Input data –

★ ★ ★

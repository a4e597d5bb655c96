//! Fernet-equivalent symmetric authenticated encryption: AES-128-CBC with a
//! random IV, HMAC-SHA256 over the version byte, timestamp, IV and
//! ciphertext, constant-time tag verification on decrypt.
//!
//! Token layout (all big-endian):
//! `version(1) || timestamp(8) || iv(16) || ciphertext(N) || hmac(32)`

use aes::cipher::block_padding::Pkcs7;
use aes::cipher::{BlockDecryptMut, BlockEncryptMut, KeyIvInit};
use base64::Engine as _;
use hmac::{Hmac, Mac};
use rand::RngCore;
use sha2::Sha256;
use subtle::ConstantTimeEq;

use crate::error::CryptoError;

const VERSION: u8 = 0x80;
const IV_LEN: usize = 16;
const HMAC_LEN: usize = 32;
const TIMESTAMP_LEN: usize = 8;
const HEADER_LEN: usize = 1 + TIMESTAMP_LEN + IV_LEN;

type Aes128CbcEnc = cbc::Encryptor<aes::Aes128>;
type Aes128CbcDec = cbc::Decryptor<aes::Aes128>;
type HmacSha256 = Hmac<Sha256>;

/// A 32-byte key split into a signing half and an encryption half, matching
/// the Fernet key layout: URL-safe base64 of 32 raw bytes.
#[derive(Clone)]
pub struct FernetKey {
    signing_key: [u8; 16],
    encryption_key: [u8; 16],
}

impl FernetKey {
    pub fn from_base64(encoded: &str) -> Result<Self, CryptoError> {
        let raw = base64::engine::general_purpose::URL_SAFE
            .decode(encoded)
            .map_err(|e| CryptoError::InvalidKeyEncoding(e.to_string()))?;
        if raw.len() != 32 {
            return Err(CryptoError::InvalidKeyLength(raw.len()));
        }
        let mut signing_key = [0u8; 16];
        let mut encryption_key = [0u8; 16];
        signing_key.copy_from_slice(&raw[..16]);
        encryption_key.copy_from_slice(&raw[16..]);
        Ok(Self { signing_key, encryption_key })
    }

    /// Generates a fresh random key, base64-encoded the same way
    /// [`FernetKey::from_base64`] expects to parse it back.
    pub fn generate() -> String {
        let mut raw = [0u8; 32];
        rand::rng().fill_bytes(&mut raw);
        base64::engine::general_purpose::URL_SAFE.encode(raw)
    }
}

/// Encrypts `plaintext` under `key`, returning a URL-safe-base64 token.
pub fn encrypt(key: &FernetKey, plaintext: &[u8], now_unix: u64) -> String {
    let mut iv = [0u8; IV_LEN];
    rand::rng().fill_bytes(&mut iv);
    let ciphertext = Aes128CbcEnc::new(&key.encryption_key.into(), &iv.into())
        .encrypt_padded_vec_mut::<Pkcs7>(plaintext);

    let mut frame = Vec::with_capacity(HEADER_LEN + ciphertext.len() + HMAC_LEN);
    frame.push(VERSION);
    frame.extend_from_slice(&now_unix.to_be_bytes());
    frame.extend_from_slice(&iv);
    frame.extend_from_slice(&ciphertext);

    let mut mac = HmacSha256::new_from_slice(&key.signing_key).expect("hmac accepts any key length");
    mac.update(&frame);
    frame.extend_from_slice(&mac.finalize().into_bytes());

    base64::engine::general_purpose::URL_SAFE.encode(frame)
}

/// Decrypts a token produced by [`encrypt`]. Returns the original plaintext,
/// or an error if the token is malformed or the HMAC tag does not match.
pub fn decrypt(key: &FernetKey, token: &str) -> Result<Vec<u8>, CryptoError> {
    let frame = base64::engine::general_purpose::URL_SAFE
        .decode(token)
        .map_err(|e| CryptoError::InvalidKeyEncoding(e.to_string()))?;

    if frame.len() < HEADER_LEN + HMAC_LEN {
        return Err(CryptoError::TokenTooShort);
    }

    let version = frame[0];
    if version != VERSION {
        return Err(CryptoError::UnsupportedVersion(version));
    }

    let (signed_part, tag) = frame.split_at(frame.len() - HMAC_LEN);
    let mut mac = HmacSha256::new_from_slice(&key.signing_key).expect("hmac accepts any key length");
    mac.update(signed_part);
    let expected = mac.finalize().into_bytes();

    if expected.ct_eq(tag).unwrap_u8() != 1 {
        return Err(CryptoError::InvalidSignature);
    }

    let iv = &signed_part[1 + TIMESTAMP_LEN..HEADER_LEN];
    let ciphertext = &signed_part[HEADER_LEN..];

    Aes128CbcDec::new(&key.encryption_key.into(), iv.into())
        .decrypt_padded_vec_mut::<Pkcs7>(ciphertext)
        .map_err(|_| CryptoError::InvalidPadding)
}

★ ★ ★

Work to complete – Repeat the data above, word for word.

Exercise output –
repository a4e597d5bb655c96
//! Fernet-equivalent symmetric authenticated encryption: AES-128-CBC with a
//! random IV, HMAC-SHA256 over the version byte, timestamp, IV and
//! ciphertext, constant-time tag verification on decrypt.
//!
//! Token layout (all big-endian):
//! `version(1) || timestamp(8) || iv(16) || ciphertext(N) || hmac(32)`

use aes::cipher::block_padding::Pkcs7;
use aes::cipher::{BlockDecryptMut, BlockEncryptMut, KeyIvInit};
use base64::Engine as _;
use hmac::{Hmac, Mac};
use rand::RngCore;
use sha2::Sha256;
use subtle::ConstantTimeEq;

use crate::error::CryptoError;

const VERSION: u8 = 0x80;
const IV_LEN: usize = 16;
const HMAC_LEN: usize = 32;
const TIMESTAMP_LEN: usize = 8;
const HEADER_LEN: usize = 1 + TIMESTAMP_LEN + IV_LEN;

type Aes128CbcEnc = cbc::Encryptor<aes::Aes128>;
type Aes128CbcDec = cbc::Decryptor<aes::Aes128>;
type HmacSha256 = Hmac<Sha256>;

/// A 32-byte key split into a signing half and an encryption half, matching
/// the Fernet key layout: URL-safe base64 of 32 raw bytes.
#[derive(Clone)]
pub struct FernetKey {
    signing_key: [u8; 16],
    encryption_key: [u8; 16],
}

impl FernetKey {
    pub fn from_base64(encoded: &str) -> Result<Self, CryptoError> {
        let raw = base64::engine::general_purpose::URL_SAFE
            .decode(encoded)
            .map_err(|e| CryptoError::InvalidKeyEncoding(e.to_string()))?;
        if raw.len() != 32 {
            return Err(CryptoError::InvalidKeyLength(raw.len()));
        }
        let mut signing_key = [0u8; 16];
        let mut encryption_key = [0u8; 16];
        signing_key.copy_from_slice(&raw[..16]);
        encryption_key.copy_from_slice(&raw[16..]);
        Ok(Self { signing_key, encryption_key })
    }

    /// Generates a fresh random key, base64-encoded the same way
    /// [`FernetKey::from_base64`] expects to parse it back.
    pub fn generate() -> String {
        let mut raw = [0u8; 32];
        rand::rng().fill_bytes(&mut raw);
        base64::engine::general_purpose::URL_SAFE.encode(raw)
    }
}

/// Encrypts `plaintext` under `key`, returning a URL-safe-base64 token.
pub fn encrypt(key: &FernetKey, plaintext: &[u8], now_unix: u64) -> String {
    let mut iv = [0u8; IV_LEN];
    rand::rng().fill_bytes(&mut iv);
    let ciphertext = Aes128CbcEnc::new(&key.encryption_key.into(), &iv.into())
        .encrypt_padded_vec_mut::<Pkcs7>(plaintext);

    let mut frame = Vec::with_capacity(HEADER_LEN + ciphertext.len() + HMAC_LEN);
    frame.push(VERSION);
    frame.extend_from_slice(&now_unix.to_be_bytes());
    frame.extend_from_slice(&iv);
    frame.extend_from_slice(&ciphertext);

    let mut mac = HmacSha256::new_from_slice(&key.signing_key).expect("hmac accepts any key length");
    mac.update(&frame);
    frame.extend_from_slice(&mac.finalize().into_bytes());

    base64::engine::general_purpose::URL_SAFE.encode(frame)
}

/// Decrypts a token produced by [`encrypt`]. Returns the original plaintext,
/// or an error if the token is malformed or the HMAC tag does not match.
pub fn decrypt(key: &FernetKey, token: &str) -> Result<Vec<u8>, CryptoError> {
    let frame = base64::engine::general_purpose::URL_SAFE
        .decode(token)
        .map_err(|e| CryptoError::InvalidKeyEncoding(e.to_string()))?;

    if frame.len() < HEADER_LEN + HMAC_LEN {
        return Err(CryptoError::TokenTooShort);
    }

    let version = frame[0];
    if version != VERSION {
        return Err(CryptoError::UnsupportedVersion(version));
    }

    let (signed_part, tag) = frame.split_at(frame.len() - HMAC_LEN);
    let mut mac = HmacSha256::new_from_slice(&key.signing_key).expect("hmac accepts any key length");
    mac.update(signed_part);
    let expected = mac.finalize().into_bytes();

    if expected.ct_eq(tag).unwrap_u8() != 1 {
        return Err(CryptoError::InvalidSignature);
    }

    let iv = &signed_part[1 + TIMESTAMP_LEN..HEADER_LEN];
    let ciphertext = &signed_part[HEADER_LEN..];

    Aes128CbcDec::new(&key.encryption_key.into(), iv.into())
        .decrypt_padded_vec_mut::<Pkcs7>(ciphertext)
        .map_err(|_| CryptoError::InvalidPadding)
}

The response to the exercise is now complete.